About this task: Beginning with the line below that contains "repository a508a6c408ceafb2" and ending with the line that contains "wrote a bare", copy every line exactly. Copy nothing else.

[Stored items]
• • • • • • •

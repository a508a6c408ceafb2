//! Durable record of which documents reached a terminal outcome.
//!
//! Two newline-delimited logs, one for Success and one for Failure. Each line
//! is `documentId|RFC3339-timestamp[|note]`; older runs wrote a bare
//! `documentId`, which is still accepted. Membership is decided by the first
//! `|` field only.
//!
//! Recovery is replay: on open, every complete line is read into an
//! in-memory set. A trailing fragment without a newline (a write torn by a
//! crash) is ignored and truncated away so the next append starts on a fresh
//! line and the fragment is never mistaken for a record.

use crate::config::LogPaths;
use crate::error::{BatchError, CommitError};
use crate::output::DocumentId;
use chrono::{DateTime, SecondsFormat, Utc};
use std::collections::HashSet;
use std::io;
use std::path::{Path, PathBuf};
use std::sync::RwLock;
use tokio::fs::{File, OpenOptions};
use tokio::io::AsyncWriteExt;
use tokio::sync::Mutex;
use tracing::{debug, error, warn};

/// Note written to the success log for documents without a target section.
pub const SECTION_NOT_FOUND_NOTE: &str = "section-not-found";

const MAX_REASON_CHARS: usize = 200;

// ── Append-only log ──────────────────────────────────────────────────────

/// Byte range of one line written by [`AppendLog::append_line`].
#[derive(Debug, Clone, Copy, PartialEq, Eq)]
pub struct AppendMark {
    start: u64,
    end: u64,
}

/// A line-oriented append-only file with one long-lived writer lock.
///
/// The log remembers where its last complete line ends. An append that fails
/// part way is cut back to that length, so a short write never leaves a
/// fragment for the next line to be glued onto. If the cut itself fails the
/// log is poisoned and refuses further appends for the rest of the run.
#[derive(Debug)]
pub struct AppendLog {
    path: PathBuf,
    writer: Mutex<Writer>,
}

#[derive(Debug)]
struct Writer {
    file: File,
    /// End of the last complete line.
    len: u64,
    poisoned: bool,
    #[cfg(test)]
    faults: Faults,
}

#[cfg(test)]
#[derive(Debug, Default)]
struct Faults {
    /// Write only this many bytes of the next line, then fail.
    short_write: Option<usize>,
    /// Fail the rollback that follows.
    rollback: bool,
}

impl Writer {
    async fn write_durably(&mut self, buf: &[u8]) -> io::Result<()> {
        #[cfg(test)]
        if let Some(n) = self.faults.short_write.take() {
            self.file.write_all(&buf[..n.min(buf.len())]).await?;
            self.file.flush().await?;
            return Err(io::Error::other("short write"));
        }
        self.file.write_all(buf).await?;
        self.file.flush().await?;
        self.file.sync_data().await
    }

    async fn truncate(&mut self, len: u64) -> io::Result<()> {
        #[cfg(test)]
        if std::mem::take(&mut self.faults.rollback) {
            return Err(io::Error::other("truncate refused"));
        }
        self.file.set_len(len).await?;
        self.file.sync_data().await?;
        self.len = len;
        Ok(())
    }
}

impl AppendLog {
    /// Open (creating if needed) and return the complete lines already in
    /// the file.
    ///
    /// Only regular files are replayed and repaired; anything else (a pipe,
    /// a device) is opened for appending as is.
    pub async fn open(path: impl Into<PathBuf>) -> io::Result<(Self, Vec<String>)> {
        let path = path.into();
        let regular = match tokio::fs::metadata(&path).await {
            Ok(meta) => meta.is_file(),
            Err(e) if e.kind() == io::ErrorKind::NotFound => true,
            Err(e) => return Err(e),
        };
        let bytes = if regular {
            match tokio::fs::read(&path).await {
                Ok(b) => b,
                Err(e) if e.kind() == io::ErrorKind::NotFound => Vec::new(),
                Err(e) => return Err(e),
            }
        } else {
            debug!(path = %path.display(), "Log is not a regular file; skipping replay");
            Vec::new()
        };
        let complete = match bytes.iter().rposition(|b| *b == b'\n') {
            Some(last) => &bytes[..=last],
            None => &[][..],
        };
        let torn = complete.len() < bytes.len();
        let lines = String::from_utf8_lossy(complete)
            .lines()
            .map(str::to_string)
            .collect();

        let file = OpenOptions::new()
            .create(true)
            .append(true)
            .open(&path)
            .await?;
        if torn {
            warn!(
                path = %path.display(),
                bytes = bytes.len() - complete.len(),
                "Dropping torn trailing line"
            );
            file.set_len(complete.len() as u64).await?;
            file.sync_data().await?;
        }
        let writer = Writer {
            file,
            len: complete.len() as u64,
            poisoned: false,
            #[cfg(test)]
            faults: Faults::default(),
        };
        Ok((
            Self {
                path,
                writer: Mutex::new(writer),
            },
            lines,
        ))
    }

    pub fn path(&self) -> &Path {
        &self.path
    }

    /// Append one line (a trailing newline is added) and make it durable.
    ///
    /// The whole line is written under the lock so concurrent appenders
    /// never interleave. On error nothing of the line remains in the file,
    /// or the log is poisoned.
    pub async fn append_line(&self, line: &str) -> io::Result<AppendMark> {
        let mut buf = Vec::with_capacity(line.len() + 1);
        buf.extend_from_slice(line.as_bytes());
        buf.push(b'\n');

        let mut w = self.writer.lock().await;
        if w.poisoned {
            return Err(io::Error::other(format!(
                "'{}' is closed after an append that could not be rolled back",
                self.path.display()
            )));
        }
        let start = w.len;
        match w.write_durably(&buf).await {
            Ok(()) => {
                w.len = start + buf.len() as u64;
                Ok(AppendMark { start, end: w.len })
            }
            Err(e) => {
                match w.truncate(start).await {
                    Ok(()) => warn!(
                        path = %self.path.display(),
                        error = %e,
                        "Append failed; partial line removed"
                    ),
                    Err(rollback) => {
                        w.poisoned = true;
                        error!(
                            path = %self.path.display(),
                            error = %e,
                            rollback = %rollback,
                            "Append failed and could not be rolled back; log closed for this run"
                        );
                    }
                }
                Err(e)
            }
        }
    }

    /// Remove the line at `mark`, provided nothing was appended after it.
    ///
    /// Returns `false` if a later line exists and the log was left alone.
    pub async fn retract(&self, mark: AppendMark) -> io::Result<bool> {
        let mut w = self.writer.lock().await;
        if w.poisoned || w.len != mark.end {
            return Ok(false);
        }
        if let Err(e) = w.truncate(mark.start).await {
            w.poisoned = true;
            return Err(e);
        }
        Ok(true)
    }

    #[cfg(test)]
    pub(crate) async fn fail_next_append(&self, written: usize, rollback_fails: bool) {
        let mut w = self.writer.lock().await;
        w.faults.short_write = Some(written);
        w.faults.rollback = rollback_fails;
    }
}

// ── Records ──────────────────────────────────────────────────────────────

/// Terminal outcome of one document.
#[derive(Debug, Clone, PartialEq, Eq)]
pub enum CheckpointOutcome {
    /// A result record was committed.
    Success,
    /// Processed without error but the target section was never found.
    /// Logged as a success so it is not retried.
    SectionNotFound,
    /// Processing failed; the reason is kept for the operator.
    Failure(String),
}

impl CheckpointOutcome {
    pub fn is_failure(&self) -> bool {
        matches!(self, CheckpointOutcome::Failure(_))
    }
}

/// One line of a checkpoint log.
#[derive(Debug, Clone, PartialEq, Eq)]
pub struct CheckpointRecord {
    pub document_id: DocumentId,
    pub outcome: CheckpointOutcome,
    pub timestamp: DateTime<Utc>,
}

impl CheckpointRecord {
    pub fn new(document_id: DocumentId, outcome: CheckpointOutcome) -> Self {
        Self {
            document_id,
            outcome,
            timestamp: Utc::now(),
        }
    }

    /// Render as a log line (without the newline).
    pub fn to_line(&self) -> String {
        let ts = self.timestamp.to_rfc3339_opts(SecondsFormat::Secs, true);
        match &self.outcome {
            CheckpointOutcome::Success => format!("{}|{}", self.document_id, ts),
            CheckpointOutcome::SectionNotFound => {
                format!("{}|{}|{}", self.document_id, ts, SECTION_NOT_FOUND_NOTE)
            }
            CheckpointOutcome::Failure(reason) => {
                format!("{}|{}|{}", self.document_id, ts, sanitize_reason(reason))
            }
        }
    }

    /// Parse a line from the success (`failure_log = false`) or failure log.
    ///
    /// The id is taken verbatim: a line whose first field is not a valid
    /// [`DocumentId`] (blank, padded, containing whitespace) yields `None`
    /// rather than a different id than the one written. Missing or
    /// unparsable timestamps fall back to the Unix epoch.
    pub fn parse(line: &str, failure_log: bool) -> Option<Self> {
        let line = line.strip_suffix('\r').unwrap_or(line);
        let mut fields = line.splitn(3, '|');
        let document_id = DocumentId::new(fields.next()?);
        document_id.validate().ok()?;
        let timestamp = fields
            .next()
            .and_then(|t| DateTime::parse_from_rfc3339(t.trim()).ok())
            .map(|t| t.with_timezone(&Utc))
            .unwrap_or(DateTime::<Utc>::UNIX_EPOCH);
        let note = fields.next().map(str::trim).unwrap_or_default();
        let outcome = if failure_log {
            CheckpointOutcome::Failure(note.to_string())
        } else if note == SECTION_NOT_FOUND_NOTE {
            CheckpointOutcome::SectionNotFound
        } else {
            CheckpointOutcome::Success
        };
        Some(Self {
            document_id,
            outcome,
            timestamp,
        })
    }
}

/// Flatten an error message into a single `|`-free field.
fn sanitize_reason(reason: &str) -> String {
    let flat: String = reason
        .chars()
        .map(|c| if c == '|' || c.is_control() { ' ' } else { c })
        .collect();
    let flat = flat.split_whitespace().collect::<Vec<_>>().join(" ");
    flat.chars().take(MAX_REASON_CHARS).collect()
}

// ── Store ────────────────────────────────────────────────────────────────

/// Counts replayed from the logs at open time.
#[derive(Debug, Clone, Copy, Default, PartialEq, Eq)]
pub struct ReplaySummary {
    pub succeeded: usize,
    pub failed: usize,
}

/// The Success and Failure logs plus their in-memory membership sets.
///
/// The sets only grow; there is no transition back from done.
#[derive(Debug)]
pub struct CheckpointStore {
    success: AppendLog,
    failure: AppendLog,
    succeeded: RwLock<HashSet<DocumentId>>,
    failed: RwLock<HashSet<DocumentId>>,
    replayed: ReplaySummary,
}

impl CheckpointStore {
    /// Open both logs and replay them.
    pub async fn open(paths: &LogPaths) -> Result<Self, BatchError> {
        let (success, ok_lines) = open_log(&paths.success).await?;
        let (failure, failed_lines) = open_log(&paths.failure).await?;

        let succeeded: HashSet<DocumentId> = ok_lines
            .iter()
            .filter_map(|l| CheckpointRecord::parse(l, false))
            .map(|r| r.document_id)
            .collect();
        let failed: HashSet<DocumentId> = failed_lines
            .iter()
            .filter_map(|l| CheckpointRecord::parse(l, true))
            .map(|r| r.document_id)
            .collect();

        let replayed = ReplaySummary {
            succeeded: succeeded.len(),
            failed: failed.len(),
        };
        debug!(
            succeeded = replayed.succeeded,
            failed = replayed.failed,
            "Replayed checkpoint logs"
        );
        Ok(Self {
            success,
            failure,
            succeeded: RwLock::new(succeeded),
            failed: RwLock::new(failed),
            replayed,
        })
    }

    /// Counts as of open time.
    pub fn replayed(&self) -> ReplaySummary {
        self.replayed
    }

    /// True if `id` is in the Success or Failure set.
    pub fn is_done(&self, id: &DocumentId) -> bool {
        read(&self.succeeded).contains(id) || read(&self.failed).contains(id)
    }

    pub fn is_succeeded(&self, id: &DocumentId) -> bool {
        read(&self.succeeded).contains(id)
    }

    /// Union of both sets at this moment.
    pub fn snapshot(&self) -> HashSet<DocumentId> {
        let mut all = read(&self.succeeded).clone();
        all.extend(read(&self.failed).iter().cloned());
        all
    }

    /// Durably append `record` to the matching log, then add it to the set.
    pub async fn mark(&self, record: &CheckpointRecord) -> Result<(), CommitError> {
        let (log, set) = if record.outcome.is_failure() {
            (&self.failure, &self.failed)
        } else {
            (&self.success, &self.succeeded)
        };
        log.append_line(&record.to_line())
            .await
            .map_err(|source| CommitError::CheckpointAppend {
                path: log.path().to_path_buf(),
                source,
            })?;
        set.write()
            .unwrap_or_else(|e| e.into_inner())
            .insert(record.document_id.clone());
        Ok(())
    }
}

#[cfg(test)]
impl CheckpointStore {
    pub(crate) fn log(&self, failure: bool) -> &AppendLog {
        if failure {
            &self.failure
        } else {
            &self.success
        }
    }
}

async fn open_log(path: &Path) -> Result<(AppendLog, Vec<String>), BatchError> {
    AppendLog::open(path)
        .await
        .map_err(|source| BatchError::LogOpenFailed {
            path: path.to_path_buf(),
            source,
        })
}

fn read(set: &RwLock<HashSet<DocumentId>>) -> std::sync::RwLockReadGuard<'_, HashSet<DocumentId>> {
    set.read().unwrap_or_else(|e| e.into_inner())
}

• • • • • • •

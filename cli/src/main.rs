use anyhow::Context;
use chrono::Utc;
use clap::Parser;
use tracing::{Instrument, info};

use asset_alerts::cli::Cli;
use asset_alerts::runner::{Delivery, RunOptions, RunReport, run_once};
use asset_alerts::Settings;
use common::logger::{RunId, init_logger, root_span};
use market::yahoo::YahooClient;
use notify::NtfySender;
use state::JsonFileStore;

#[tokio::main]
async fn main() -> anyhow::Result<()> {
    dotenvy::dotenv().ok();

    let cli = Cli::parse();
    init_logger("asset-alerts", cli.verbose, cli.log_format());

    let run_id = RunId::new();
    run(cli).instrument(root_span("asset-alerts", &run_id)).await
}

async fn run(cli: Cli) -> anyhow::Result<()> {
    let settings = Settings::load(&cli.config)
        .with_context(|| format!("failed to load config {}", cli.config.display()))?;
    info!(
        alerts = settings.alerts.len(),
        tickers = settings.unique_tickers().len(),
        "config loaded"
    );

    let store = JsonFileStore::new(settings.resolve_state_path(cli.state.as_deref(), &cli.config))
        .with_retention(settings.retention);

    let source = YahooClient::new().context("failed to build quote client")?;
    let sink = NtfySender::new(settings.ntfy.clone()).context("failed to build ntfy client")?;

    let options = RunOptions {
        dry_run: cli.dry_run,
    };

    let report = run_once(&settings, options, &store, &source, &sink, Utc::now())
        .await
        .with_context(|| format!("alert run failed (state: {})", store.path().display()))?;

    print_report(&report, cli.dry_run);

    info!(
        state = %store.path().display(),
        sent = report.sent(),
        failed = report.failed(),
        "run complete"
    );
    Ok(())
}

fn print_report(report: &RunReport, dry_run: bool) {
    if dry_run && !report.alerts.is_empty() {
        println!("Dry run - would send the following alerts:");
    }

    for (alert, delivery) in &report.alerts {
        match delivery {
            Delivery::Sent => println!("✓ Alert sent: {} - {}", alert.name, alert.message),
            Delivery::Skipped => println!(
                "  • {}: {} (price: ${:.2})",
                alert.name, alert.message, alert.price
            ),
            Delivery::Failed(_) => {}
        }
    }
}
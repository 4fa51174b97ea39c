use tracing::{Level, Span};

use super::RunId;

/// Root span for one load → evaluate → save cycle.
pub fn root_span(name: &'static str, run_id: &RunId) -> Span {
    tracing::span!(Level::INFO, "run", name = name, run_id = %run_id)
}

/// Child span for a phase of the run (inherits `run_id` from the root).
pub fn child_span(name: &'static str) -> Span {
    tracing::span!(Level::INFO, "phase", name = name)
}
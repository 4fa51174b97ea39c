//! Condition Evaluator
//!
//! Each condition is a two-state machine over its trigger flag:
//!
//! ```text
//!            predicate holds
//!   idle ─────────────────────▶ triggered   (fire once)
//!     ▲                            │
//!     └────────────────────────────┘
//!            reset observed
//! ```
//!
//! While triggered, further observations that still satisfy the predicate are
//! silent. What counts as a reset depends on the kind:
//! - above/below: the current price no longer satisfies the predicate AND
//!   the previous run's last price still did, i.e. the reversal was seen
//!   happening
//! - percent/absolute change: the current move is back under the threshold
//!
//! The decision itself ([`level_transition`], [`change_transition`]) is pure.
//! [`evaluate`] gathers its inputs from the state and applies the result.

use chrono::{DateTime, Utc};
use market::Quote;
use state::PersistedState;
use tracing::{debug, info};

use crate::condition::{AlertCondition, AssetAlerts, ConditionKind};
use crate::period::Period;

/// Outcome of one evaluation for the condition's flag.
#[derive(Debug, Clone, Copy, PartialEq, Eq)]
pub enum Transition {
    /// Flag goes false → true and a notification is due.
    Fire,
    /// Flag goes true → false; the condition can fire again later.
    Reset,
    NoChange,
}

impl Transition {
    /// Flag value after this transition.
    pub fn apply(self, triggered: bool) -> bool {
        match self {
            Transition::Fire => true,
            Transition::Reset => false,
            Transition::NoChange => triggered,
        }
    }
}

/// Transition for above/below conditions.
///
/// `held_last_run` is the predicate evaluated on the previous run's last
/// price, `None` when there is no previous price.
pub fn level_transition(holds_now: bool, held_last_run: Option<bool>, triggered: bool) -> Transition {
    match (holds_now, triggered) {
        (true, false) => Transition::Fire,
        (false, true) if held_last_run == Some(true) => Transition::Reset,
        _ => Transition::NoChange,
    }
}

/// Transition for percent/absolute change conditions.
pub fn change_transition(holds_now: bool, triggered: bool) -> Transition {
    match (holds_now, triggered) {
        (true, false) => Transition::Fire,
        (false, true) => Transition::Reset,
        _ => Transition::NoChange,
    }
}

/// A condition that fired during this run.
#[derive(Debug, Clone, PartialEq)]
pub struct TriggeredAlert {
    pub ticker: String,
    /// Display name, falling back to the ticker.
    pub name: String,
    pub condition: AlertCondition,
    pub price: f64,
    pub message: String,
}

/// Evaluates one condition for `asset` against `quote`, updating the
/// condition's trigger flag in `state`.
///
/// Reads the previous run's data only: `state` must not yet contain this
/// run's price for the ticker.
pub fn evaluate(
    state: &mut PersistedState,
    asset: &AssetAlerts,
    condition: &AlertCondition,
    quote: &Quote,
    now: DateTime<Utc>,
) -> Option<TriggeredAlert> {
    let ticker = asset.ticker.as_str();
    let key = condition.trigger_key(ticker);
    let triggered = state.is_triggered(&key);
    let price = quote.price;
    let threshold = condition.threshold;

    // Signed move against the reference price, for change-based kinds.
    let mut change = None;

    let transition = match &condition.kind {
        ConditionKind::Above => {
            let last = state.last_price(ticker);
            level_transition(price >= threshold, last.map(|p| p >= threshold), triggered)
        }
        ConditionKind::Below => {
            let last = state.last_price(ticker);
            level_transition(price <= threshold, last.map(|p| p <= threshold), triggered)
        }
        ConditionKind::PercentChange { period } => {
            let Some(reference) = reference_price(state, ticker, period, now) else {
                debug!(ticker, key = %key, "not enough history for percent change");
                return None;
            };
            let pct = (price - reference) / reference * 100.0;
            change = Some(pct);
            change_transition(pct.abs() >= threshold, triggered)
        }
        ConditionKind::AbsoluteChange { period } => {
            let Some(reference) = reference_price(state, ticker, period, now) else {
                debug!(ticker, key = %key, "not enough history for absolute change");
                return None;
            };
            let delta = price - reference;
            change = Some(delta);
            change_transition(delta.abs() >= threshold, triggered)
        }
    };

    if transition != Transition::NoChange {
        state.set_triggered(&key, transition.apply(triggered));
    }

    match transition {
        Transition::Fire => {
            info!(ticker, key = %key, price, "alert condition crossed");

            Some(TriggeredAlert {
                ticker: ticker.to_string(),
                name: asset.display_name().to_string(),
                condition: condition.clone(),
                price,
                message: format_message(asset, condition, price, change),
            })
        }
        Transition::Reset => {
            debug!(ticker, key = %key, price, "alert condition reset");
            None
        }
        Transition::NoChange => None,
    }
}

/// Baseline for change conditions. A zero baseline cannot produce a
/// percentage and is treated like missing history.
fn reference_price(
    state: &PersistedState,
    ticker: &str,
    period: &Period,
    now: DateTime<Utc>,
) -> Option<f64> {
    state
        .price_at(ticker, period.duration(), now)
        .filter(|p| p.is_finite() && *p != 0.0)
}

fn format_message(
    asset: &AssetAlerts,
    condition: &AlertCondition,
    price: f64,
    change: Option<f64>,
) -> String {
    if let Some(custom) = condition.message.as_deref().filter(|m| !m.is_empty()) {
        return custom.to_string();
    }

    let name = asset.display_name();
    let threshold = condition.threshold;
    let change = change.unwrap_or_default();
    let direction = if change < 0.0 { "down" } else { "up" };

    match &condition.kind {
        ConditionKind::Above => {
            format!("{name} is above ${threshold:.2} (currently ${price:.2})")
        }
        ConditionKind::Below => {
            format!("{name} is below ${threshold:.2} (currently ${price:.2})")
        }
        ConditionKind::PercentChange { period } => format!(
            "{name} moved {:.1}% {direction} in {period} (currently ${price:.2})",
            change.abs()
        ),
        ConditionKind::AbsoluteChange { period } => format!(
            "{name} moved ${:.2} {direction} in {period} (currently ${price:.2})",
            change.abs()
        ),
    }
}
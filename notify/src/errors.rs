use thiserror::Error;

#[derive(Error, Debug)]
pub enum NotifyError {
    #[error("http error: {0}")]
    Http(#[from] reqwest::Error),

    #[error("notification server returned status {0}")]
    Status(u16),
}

• • • • • • •

Answer box:
repository a508a6c408ceafb2
//! Durable record of which documents reached a terminal outcome.
//!
//! Two newline-delimited logs, one for Success and one for Failure. Each line
//! is `documentId|RFC3339-timestamp[|note]`; older runs wrote a bare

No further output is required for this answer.